2. Who did Nebuchadnezzar look to for help with his troubles?
The Chaldean magicians, astrologers, and sorcerers: “(2) Then the king commanded to call the magicians, and the astrologers, and the sorcerers, and the Chaldeans, for to shew the king his dreams. So they came and stood before the king. (3) And the king said unto them, I have dreamed a dream, and my spirit was troubled to know the dream” (Daniel 2:2-3).
- We are going to see another king in Babylon do something similar (Daniel 5:1-9).
- Remember, it wasn’t impossible for evil men to do wonders so this is not an extremely unreasonable thought (Exodus 7:8-13, I Samuel 28:3-21, I Kings 22:1-28, II Chronicles 33:1-6, Matthew 24:24, II Thessalonians 2:3-12, and I John 4:1-6).

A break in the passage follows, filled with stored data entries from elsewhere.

//! cost_minimizer::finite_diff — finite-difference gradient helpers.
//!
//! Purpose
//! -------
//! Provide finite-difference gradient approximations around a parameter
//! vector, together with error capture and validation, so that the rest of
//! the optimizer can request derivatives without depending directly on the
//! `finitediff` API.
//!
//! Key behaviors
//! -------------
//! - Compute central- and forward-difference gradients with error capture
//!   and post-hoc validation via [`run_central_diff`] / [`run_fd_diff`].
//! - Offer a fallible-objective entry point, [`fd_gradient`], that tries
//!   central differences first and retries with forward differences when
//!   the central result is unusable.
//!
//! Invariants & assumptions
//! ------------------------
//! - Any error raised by the objective during finite differencing is routed
//!   into the shared `closure_err` cell and treated as a hard failure for
//!   the gradient computation.
//! - Gradients returned from this module always satisfy [`validate_grad`].
//!
//! Downstream usage
//! ----------------
//! - The argmin adapter calls [`fd_gradient`] when an [`Objective`] does not
//!   provide a gradient.
//! - Objectives with local structure (the sweep) call [`fd_gradient`] on
//!   small sub-vectors to assemble their own gradient block by block.
//!
//! [`Objective`]: crate::optimization::cost_minimizer::Objective
use crate::optimization::{
    cost_minimizer::{Grad, Theta, validation::validate_grad},
    errors::{OptError, OptResult},
};
use argmin::core::Error;
use finitediff::FiniteDiff;
use std::cell::RefCell;

/// run_fd_diff — forward-difference gradient with error capture and validation.
///
/// Parameters
/// ----------
/// - `theta`: point at which the gradient is approximated; its length
///   defines the expected gradient dimension.
/// - `func`: scalar objective. It must route evaluation errors into
///   `closure_err` and return `NaN` in that case.
/// - `closure_err`: shared cell capturing the first error raised inside
///   `func`. Cleared on entry.
///
/// Errors
/// ------
/// - The error captured in `closure_err`, converted into `OptError`.
/// - `OptError::GradientDimMismatch` / `OptError::InvalidGradient` from
///   [`validate_grad`].
pub fn run_fd_diff<G: Fn(&Theta) -> f64>(
    theta: &Theta, func: &G, closure_err: &RefCell<Option<Error>>,
) -> OptResult<Grad> {
    closure_err.replace(None);
    let fd_grad = theta.forward_diff(func);
    finish(theta, fd_grad, closure_err)
}

/// run_central_diff — central-difference counterpart of [`run_fd_diff`].
///
/// Same contract as [`run_fd_diff`], with twice the evaluations and
/// second-order accuracy.
pub fn run_central_diff<G: Fn(&Theta) -> f64>(
    theta: &Theta, func: &G, closure_err: &RefCell<Option<Error>>,
) -> OptResult<Grad> {
    closure_err.replace(None);
    let fd_grad = theta.central_diff(func);
    finish(theta, fd_grad, closure_err)
}

/// fd_gradient — finite-difference gradient of a fallible objective.
///
/// Tries central differences first. If the objective failed during the
/// central pass, or the central gradient fails validation, the gradient is
/// recomputed with forward differences, whose result (or error) is final.
///
/// # Errors
/// - Any `OptError` raised by `func` during the forward pass.
/// - Validation errors of the forward-difference gradient.
pub fn fd_gradient<F>(theta: &Theta, func: F) -> OptResult<Grad>
where
    F: Fn(&Theta) -> OptResult<f64>,
{
    let closure_err: RefCell<Option<Error>> = RefCell::new(None);
    let cost_func = |x: &Theta| -> f64 {
        match func(x) {
            Ok(val) => val,
            Err(e) => {
                let mut slot = closure_err.borrow_mut();
                if slot.is_none() {
                    *slot = Some(e.into());
                }
                f64::NAN
            }
        }
    };
    match run_central_diff(theta, &cost_func, &closure_err) {
        Ok(grad) => Ok(grad),
        Err(_) => run_fd_diff(theta, &cost_func, &closure_err),
    }
}

// ---- Helper methods ----

fn finish(theta: &Theta, fd_grad: Grad, closure_err: &RefCell<Option<Error>>) -> OptResult<Grad> {
    if let Some(err) = closure_err.take() {
        return Err(OptError::from(err));
    }
    validate_grad(&fd_grad, theta.len())?;
    Ok(fd_grad)
}

#[cfg(test)]
mod tests {
    use super::*;
    use approx::assert_abs_diff_eq;
    use argmin::core::ArgminError;
    use ndarray::{Array1, array};

    // -------------------------------------------------------------------------
    // Scope
    // -----
    // These tests cover:
    // - Forward and central gradients with and without closure errors.
    // - Validation failures for non-finite gradients.
    // - The central → forward fallback of `fd_gradient`.
    //
    // They intentionally DO NOT cover:
    // - End-to-end optimizer behavior (handled in the runner tests).
    // -------------------------------------------------------------------------

    #[test]
    // Purpose
    // -------
    // Verify that `run_fd_diff` returns a valid gradient for a simple quadratic
    // objective with no internal error path.
    //
    // Given
    // -----
    // - A parameter vector `theta` in ℝ².
    // - An objective `f(theta) = thetaᵀ theta` with no error side channel.
    //
    // Expect
    // ------
    // - `run_fd_diff` returns `Ok(grad)` with `grad.len() == theta.len()`.
    // - All gradient entries are finite.
    fn run_fd_diff_quadratic_returns_valid_gradient() {
        // Arrange
        let theta: Theta = Array1::from(vec![0.0_f64, 1.0]);
        let closure_err: RefCell<Option<Error>> = RefCell::new(None);
        let f = |x: &Theta| x.dot(x);

        // Act
        let result = run_fd_diff(&theta, &f, &closure_err);

        // Assert
        let grad = result.expect("Gradient for quadratic should be computed successfully");
        assert_eq!(grad.len(), theta.len());
        assert!(grad.iter().all(|v| v.is_finite()));
    }

    #[test]
    // Purpose
    // -------
    // Ensure that `run_fd_diff` propagates an error captured in `closure_err`
    // as an `OptError` via the `From<Error>` implementation.
    //
    // Given
    // -----
    // - An objective closure that writes an `ArgminError` into `closure_err`
    //   and returns `NaN`.
    //
    // Expect
    // ------
    // - `run_fd_diff` returns `Err(OptError::NotImplemented { .. })`.
    fn run_fd_diff_closure_error_is_propagated() {
        // Arrange
        let theta: Theta = Array1::from(vec![1.0_f64]);
        let closure_err: RefCell<Option<Error>> = RefCell::new(None);

        let f = |_: &Theta| {
            let argmin_err = ArgminError::NotImplemented { text: "fd test".to_string() };
            closure_err.replace(Some(argmin_err.into()));
            f64::NAN
        };

        // Act
        let result = run_fd_diff(&theta, &f, &closure_err);

        // Assert
        let err = result.expect_err("Error in closure should cause run_fd_diff to fail");
        assert!(matches!(err, OptError::NotImplemented { .. }), "got {err:?}");
    }

    #[test]
    fn run_central_diff_non_finite_gradient_yields_invalidgradient_error() {
        let theta: Theta = Array1::from(vec![0.0_f64, 1.0]);
        let closure_err: RefCell<Option<Error>> = RefCell::new(None);
        let f = |_x: &Theta| f64::NAN;

        let err = run_central_diff(&theta, &f, &closure_err)
            .expect_err("Non-finite gradient should cause an error");
        assert!(matches!(err, OptError::InvalidGradient { .. }));
    }

    #[test]
    // Purpose
    // -------
    // Check that `fd_gradient` matches the analytic gradient of a smooth
    // function to central-difference accuracy.
    //
    // Given
    // -----
    // - `f(x, y) = x² + 3·y`, evaluated at `(2, -1)`.
    //
    // Expect
    // ------
    // - Gradient ≈ `(4, 3)`.
    fn fd_gradient_matches_analytic_gradient() {
        // Arrange
        let theta = array![2.0, -1.0];

        // Act
        let grad = fd_gradient(&theta, |x: &Theta| Ok(x[0] * x[0] + 3.0 * x[1]))
            .expect("smooth objective should differentiate");

        // Assert
        assert_abs_diff_eq!(grad[0], 4.0, epsilon = 1e-5);
        assert_abs_diff_eq!(grad[1], 3.0, epsilon = 1e-5);
    }

    #[test]
    fn fd_gradient_surfaces_objective_errors() {
        let theta = array![0.5];
        let err = fd_gradient(&theta, |_x: &Theta| Err(OptError::NonFiniteCost { value: 1.0 }))
            .expect_err("failing objective must not yield a gradient");
        assert_eq!(err, OptError::NonFiniteCost { value: 1.0 });
    }
}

- The language of one’s spirit troubling that person is an indicator that they are troubled within (i.e. Daniel 7:15 and II Corinthians 2:13).
3. What did the king require of those he sought help from so that he would know they were not speaking corrupt words before him?
They not only needed to interpret the dream, but also tell him his dream as well: “(4) Then spake the Chaldeans to the king in Syriack, O king, live for ever: tell thy servants the dream, and we will shew the interpretation. (5) The king answered and said to the Chaldeans, The thing is gone from me: if ye will not make known unto me the dream, with the interpretation thereof, ye shall be cut in pieces, and your houses shall be made a dunghill. (6) But if ye shew the dream, and the interpretation thereof, ye shall receive of me gifts and rewards and great honour: therefore shew me the dream, and the interpretation thereof. (7) They answered again and said, Let the king tell his servants the dream, and we will shew the interpretation of it. (8) The king answered and said, I know of certainty that ye would gain the time, because ye see the thing is gone from me. (9) But if ye will not make known unto me the dream, there is but one decree for you: for ye have prepared lying and corrupt words to speak before me, till the time be changed: therefore tell me the dream, and I shall know that ye can shew me the interpretation thereof” (Daniel 2:4-9).
- This is where we begin to see how that God’s servant was going to stand out and frustrate the liars (Isaiah 44:21-26).
- The test was to show that they could know. This would confirm their knowledge (Isaiah 41:21-24).
- It is inferred that Nebuchadnezzar didn’t even trust them. In this, he was wiser than Israel had recently been (Jeremiah 7:8).
- They were going to be punished if they couldn’t deliver or rewarded if they did. That’s fair for those who promise something and cannot deliver (Proverbs 12:17; Proverbs 19:9).
4. What caused the king to command the destruction of all the wise men of Babylon?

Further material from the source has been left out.